PROVIDED RECORDS »
use redact_core::ReplacementCatalog;
use redact_layout::{BreakpointThresholds, LayoutTables, WeightTable};
use serde::{Deserialize, Serialize};
use std::collections::BTreeMap;
use std::path::{Path, PathBuf};

/// Configuration for redact
#[derive(Debug, Clone, Default, Serialize, Deserialize)]
pub struct Config {
    #[serde(default)]
    pub replacements: ReplacementConfig,

    #[serde(default)]
    pub layout: LayoutConfig,
}

#[derive(Debug, Clone, Serialize, Deserialize)]
pub struct ReplacementConfig {
    #[serde(default = "default_fallback")]
    pub fallback: String,

    /// Detected type -> suggested replacement (type matched case-insensitively)
    #[serde(default = "default_types")]
    pub types: BTreeMap<String, String>,
}

#[derive(Debug, Clone, Serialize, Deserialize)]
pub struct LayoutConfig {
    #[serde(default = "default_min_column_width")]
    pub min_column_width: u32,

    #[serde(default = "default_medium_from")]
    pub medium_from: u32,

    #[serde(default = "default_wide_from")]
    pub wide_from: u32,

    #[serde(default = "default_compact")]
    pub compact: WeightTable,

    #[serde(default = "default_medium")]
    pub medium: WeightTable,

    #[serde(default = "default_wide")]
    pub wide: WeightTable,
}

impl Default for ReplacementConfig {
    fn default() -> Self {
        Self {
            fallback: default_fallback(),
            types: default_types(),
        }
    }
}

impl Default for LayoutConfig {
    fn default() -> Self {
        Self {
            min_column_width: default_min_column_width(),
            medium_from: default_medium_from(),
            wide_from: default_wide_from(),
            compact: default_compact(),
            medium: default_medium(),
            wide: default_wide(),
        }
    }
}

fn default_fallback() -> String {
    ReplacementCatalog::default().fallback().to_string()
}

fn default_types() -> BTreeMap<String, String> {
    ReplacementCatalog::default()
        .entries()
        .map(|(k, v)| (k.to_string(), v.to_string()))
        .collect()
}

fn default_min_column_width() -> u32 {
    4
}

fn default_medium_from() -> u32 {
    BreakpointThresholds::default().medium_from
}

fn default_wide_from() -> u32 {
    BreakpointThresholds::default().wide_from
}

fn default_compact() -> WeightTable {
    LayoutTables::default().compact
}

fn default_medium() -> WeightTable {
    LayoutTables::default().medium
}

fn default_wide() -> WeightTable {
    LayoutTables::default().wide
}

impl ReplacementConfig {
    pub fn catalog(&self) -> ReplacementCatalog {
        self.types
            .iter()
            .fold(ReplacementCatalog::new(self.fallback.clone()), |catalog, (k, v)| {
                catalog.with_entry(k, v.clone())
            })
    }
}

impl LayoutConfig {
    pub fn thresholds(&self) -> BreakpointThresholds {
        BreakpointThresholds {
            medium_from: self.medium_from,
            wide_from: self.wide_from,
        }
    }

    pub fn tables(&self) -> LayoutTables {
        LayoutTables {
            compact: self.compact.clone(),
            medium: self.medium.clone(),
            wide: self.wide.clone(),
        }
    }
}

impl Config {
    /// Load config from default location or create default if not found
    pub fn load() -> anyhow::Result<Self> {
        Self::load_or_create(&Self::config_path())
    }

    /// Load config from `path`, writing the defaults there first if missing
    pub fn load_or_create(path: &Path) -> anyhow::Result<Self> {
        if path.exists() {
            Self::load_from(path)
        } else {
            let config = Config::default();
            config.save(path)?;
            Ok(config)
        }
    }

    /// Load config from an explicit file
    pub fn load_from(path: &Path) -> anyhow::Result<Self> {
        let content = std::fs::read_to_string(path)?;
        let config: Config = toml::from_str(&content)?;
        Ok(config)
    }

    pub fn save(&self, path: &Path) -> anyhow::Result<()> {
        if let Some(parent) = path.parent() {
            std::fs::create_dir_all(parent)?;
        }
        let content = toml::to_string_pretty(self)?;
        std::fs::write(path, content)?;
        Ok(())
    }

    /// Get config file path
    pub fn config_path() -> PathBuf {
        if let Some(dirs) = directories::ProjectDirs::from("com", "redact", "redact") {
            dirs.config_dir().join("config.toml")
        } else {
            PathBuf::from("~/.redact/config.toml")
        }
    }
}

#[cfg(test)]
mod tests {
    use super::*;

    #[test]
    fn test_default_config() {
        let config = Config::default();
        assert_eq!(config.layout.min_column_width, 4);
        assert_eq!(config.layout.medium_from, 80);
        assert_eq!(config.replacements.fallback, "[REDACTED]");
        assert!(!config.replacements.types.is_empty());
    }

    #[test]
    fn test_config_serialization() {
        let config = Config::default();
        let toml_str = toml::to_string(&config).unwrap();
        let parsed: Config = toml::from_str(&toml_str).unwrap();
        assert_eq!(parsed.layout.wide, config.layout.wide);
        assert_eq!(parsed.replacements.types, config.replacements.types);
    }

    #[test]
    fn test_partial_config_uses_defaults() {
        let toml_str = r#"
[replacements]
fallback = "***"

[replacements.types]
Email = "redacted@example.org"

[layout]
min_column_width = 6
compact = [
    { name = "value", weight = 1 },
    { name = "status", weight = 1 },
]
"#;
        let config: Config = toml::from_str(toml_str).unwrap();
        let catalog = config.replacements.catalog();
        assert_eq!(catalog.suggest("email"), "redacted@example.org");
        assert_eq!(catalog.suggest("Phone"), "***");

        assert_eq!(config.layout.min_column_width, 6);
        assert_eq!(config.layout.compact.len(), 2);
        assert_eq!(config.layout.wide, LayoutTables::default().wide);
        assert_eq!(config.layout.thresholds(), BreakpointThresholds::default());
    }

    #[test]
    fn test_load_or_create_writes_defaults() {
        let dir = tempfile::tempdir().unwrap();
        let path = dir.path().join("nested").join("config.toml");

        let created = Config::load_or_create(&path).unwrap();
        assert!(path.exists());

        let loaded = Config::load_from(&path).unwrap();
        assert_eq!(loaded.layout.compact, created.layout.compact);
        assert_eq!(loaded.replacements.fallback, created.replacements.fallback);
    }

    #[test]
    fn test_load_from_rejects_bad_toml() {
        let dir = tempfile::tempdir().unwrap();
        let path = dir.path().join("config.toml");
        std::fs::write(&path, "layout = [").unwrap();
        assert!(Config::load_from(&path).is_err());
    }
}
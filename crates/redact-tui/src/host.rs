use std::cell::RefCell;
use std::rc::Rc;

use redact_core::{Occurrence, OccurrenceKey};
use redact_session::{EditorHost, HostError, Marker};

/// What the terminal surface currently shows
#[derive(Debug, Default)]
pub struct HostView {
    pub revealed: Option<(OccurrenceKey, usize)>,
    pub markers: Vec<Marker>,
    pub closed: bool,
}

/// Editing surface backed by the terminal preview pane
pub struct TuiHost {
    view: Rc<RefCell<HostView>>,
}

impl TuiHost {
    pub fn new(view: Rc<RefCell<HostView>>) -> Self {
        Self { view }
    }
}

impl EditorHost for TuiHost {
    fn reveal(&mut self, occurrence: &Occurrence) -> Result<(), HostError> {
        let mut view = self.view.borrow_mut();
        if view.closed {
            return Err(HostError::Unavailable);
        }
        view.revealed = Some((occurrence.key.clone(), occurrence.line));
        Ok(())
    }

    fn publish_markers(&mut self, markers: &[Marker]) -> Result<(), HostError> {
        let mut view = self.view.borrow_mut();
        if view.closed {
            return Err(HostError::Unavailable);
        }
        view.markers = markers.to_vec();
        Ok(())
    }
}
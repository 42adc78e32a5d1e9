//! Review session: navigation, bulk operations and host integration
//!
//! A `ReviewSession` owns the text buffer and the review state, re-extracts
//! occurrences after every change and keeps the host editing surface informed.

pub mod audit;
pub mod host;
pub mod progress;
pub mod session;
pub mod sort;

pub use audit::{AuditAction, AuditEntry, AuditLog};
pub use host::{EditorHost, HostError, Marker};
pub use progress::Progress;
pub use session::ReviewSession;
pub use sort::{SortDirection, SortKey, SortOrder};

WHAT IS BEING ASKED »
Nothing beyond a number is expected: count the lines of the material that hold the string "progress".

RESULT OF THE TASK »
2